Mr. W's house crush is a 1903 Colonial Revival. Prior to taking the tour I thought it was too much house for us; the consensus after the tour is that it is. It is an awesome house, but it needs too much love which we cannot afford to give it. It boasts 7 bedrooms and 4 fireplaces. The public rooms of the entry, dining room and living room are stunning. There is a large room in the basement, with the same board and batten wainscot as the dining room above, which I am quite convinced was a ballroom, why else would there we such a wide, grand staircase into the basement? The kitchen is a hot mess. No kidding. It was a such a horrible and poorly executed 70s remodel that I didn't waste any digital memory on it. Seriously not good and the butler's pantry had been eliminated. So much rot, asbestos, and repair is needed for this home. The servants quarters on the third floor are completely unnecessary for us, even if we are able to add more children to our family.The second house has been among my house crushes for several years. It is a 1890 Queen Anne Victorian which is featured in Classic Houses of Portland, Oregon: 1850-1950 by Hawkins and Willingham. It is a dream house for me with qualifications such as corner lot, large side yard, views, and ample architectural interest in the facade. I've been pouring over the interior photos online and eating fast food lunches in the car parked outside trying to figure out the interior layout to determine what rooms remain un-photographed. The real estate listing claims Povey Bros. Art Glass.
The interior did not disappoint. Because the house has multiple window bays I was having trouble deciphering the layout; I was wrong about the placement of several rooms. But the woodwork is heavenly, the stained glass is mostly Povey, the floors are parquet, the walls and ceilings are in good condition albeit covered in inappropriate wallpaper. Sadly there is only one fireplace in the whole house and it is located in a sitting room which we would likely use as a family room and tv room. It's surround is black marble in the Eastlake style and I'm guessing it is missing its overmantle because it is looking a little forlorn, or maybe it is just he wallpaper that causes the problem.The kitchen is also a little problematic. It has been updated as recently as the 1980s so while not my exact preference, the layout, cabinets, and finishes are liveable. The problem is there is no butler's pantry or built-ins in the dining room to compensate for the scant upper cabinets in the kitchen. I worry about convenient storage. The second problem is the lack of a breakfast room and the kitchen would not accommodate our dinette table.The 4 bedrooms upstairs are in good condition, just poorly papered. The master suite is a slightly odd Boomer paradise. The sitting room which adjoins the bedchamber has been converted into a dressing room. The abundant storage is awesome, but the placement of some of the cabinetry is a little questionable considering it cuts off the view from the windows. The his and hers bathroom with two commodes and two toilets includes a glass block steam shower with two doors, and a double jetted soaking tub.
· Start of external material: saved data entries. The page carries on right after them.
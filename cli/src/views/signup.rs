use super::notify;
use crate::models::NewUser;
use crate::store::Store;
use crate::thunks::{self, Services};
use anyhow::Result;
use inquire::{Password, PasswordDisplayMode, Text};

pub const PASSWORDS_DONT_MATCH: &str = "THE PROVIDED PASSWORDS DON'T MATCH!";
pub const REGISTRATION_SUCCESSFUL: &str = "REGISTRATION SUCCESSFUL";

#[derive(Debug, Clone, Default)]
pub struct SignUpForm {
    pub username: String,
    pub name: String,
    pub email: String,
    pub password: String,
    pub repeat_password: String,
}

impl SignUpForm {
    pub fn prompt() -> Result<Self> {
        let username = Text::new("Username:").prompt()?;
        let name = Text::new("Name:").prompt()?;
        let email = Text::new("Email:").prompt()?;
        let password = Password::new("Password:")
            .with_display_mode(PasswordDisplayMode::Masked)
            .without_confirmation()
            .prompt()?;
        // Confirmation is collected separately so the mismatch check stays ours.
        let repeat_password = Password::new("Repeat password:")
            .with_display_mode(PasswordDisplayMode::Masked)
            .without_confirmation()
            .prompt()?;

        Ok(Self {
            username: username.trim().to_string(),
            name: name.trim().to_string(),
            email: email.trim().to_string(),
            password,
            repeat_password,
        })
    }
}

/// Submits the sign-up form. Returns whether the account was created.
///
/// Mismatched passwords never reach the network.
pub async fn submit(store: &mut Store, services: &Services, form: SignUpForm) -> bool {
    if form.password != form.repeat_password {
        notify(store, PASSWORDS_DONT_MATCH);
        return false;
    }

    let user = NewUser {
        username: form.username,
        name: form.name,
        email: form.email,
        password: form.password,
    };
    match thunks::create_user(store, services, user).await {
        Ok(()) => {
            notify(store, REGISTRATION_SUCCESSFUL);
            true
        }
        Err(e) => {
            notify(store, e.message());
            false
        }
    }
}
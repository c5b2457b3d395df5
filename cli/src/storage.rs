use crate::config::{ClientConfig, TokenStoreKind};
use anyhow::{Context, Result};
use keyring::Entry;
use std::fs;
use std::path::PathBuf;

/// Fixed key the auth token is stored under.
pub const TOKEN_KEY: &str = "journalkeeper-token";

const KEYRING_SERVICE: &str = "journalkeeper";

/// Persistent home of the auth token between runs.
pub trait TokenStore {
    fn load(&self) -> Result<Option<String>>;
    fn save(&self, token: &str) -> Result<()>;
    fn clear(&self) -> Result<()>;
}

/// Picks the backend named in the config.
pub fn open(config: &ClientConfig) -> Result<Box<dyn TokenStore>> {
    Ok(match config.token_store {
        TokenStoreKind::Keyring => Box::new(KeyringTokenStore::new()),
        TokenStoreKind::File => {
            Box::new(FileTokenStore::new(ClientConfig::dir()?.join("storage.toml")))
        }
    })
}

/// Token kept in the OS credential store.
pub struct KeyringTokenStore {
    service: String,
}

impl KeyringTokenStore {
    pub fn new() -> Self {
        Self {
            service: KEYRING_SERVICE.to_string(),
        }
    }

    fn entry(&self) -> Result<Entry> {
        Entry::new(&self.service, TOKEN_KEY).context("Could not open keyring entry")
    }
}

impl Default for KeyringTokenStore {
    fn default() -> Self {
        Self::new()
    }
}

impl TokenStore for KeyringTokenStore {
    fn load(&self) -> Result<Option<String>> {
        match self.entry()?.get_password() {
            Ok(token) => Ok(Some(token)),
            Err(keyring::Error::NoEntry) => Ok(None),
            Err(e) => Err(e).context("Could not read token from keyring"),
        }
    }

    fn save(&self, token: &str) -> Result<()> {
        self.entry()?
            .set_password(token)
            .context("Could not write token to keyring")
    }

    fn clear(&self) -> Result<()> {
        match self.entry()?.delete_credential() {
            Ok(()) | Err(keyring::Error::NoEntry) => Ok(()),
            Err(e) => Err(e).context("Could not remove token from keyring"),
        }
    }
}

/// Token kept in a TOML key/value file, the way a browser keeps local storage.
/// Other keys in the file are left alone.
pub struct FileTokenStore {
    path: PathBuf,
}

impl FileTokenStore {
    pub fn new(path: impl Into<PathBuf>) -> Self {
        Self { path: path.into() }
    }

    fn read_table(&self) -> Result<toml::Table> {
        if !self.path.exists() {
            return Ok(toml::Table::new());
        }
        let content = fs::read_to_string(&self.path)
            .with_context(|| format!("Could not read {}", self.path.display()))?;
        toml::from_str(&content).with_context(|| format!("Corrupt {}", self.path.display()))
    }

    fn write_table(&self, table: &toml::Table) -> Result<()> {
        if let Some(parent) = self.path.parent() {
            fs::create_dir_all(parent)?;
        }
        fs::write(&self.path, toml::to_string_pretty(table)?)
            .with_context(|| format!("Could not write {}", self.path.display()))
    }
}

impl TokenStore for FileTokenStore {
    fn load(&self) -> Result<Option<String>> {
        let table = self.read_table()?;
        Ok(table
            .get(TOKEN_KEY)
            .and_then(|v| v.as_str())
            .map(str::to_string))
    }

    fn save(&self, token: &str) -> Result<()> {
        let mut table = self.read_table()?;
        table.insert(TOKEN_KEY.to_string(), toml::Value::String(token.to_string()));
        self.write_table(&table)
    }

    fn clear(&self) -> Result<()> {
        let mut table = self.read_table()?;
        if table.remove(TOKEN_KEY).is_some() {
            self.write_table(&table)?;
        }
        Ok(())
    }
}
Not what I would have done in a Victorian, but I'm not sure whether I can live with or would completely hate it. Did I mention it is all 1980s shiny brass with flowered porcelain?
The third floor is all attic space and accesses the novelty porch. It is the kind of attic you imagine in books. There is also a stash of all the original wood sash, double hung windows. All the double hungs have been replaced with what I assume are Marvin tilt pacs, which while not ideal, is perfectly acceptable. Clearly the current owners have put a lot of love (and attempts at energy efficiency) into this house over the last 3 decades. The entire attic needs to be insulated however.
The basement is moderately scary. The furnace is ancient and has some asbestos insulation. All the rooms down here are in sad shape but the brick foundation appears to be in good shape and more importantly dry. There is a potters room, a pantry or some type of canning room, a work room with I'd imagine a century's worth of old tools, a pathetic laundry, but happily an incredible 1940s knotty pine bonus room. I'm positive the vinyl tile flooring in there has asbestos, but the paneling is wide and gorgeous!Mr. W and I have a lot to contemplate. Most importantly, can we afford it now? Mr. W described the house as "bad ass" this morning so I know that my house crush is now his house crush too.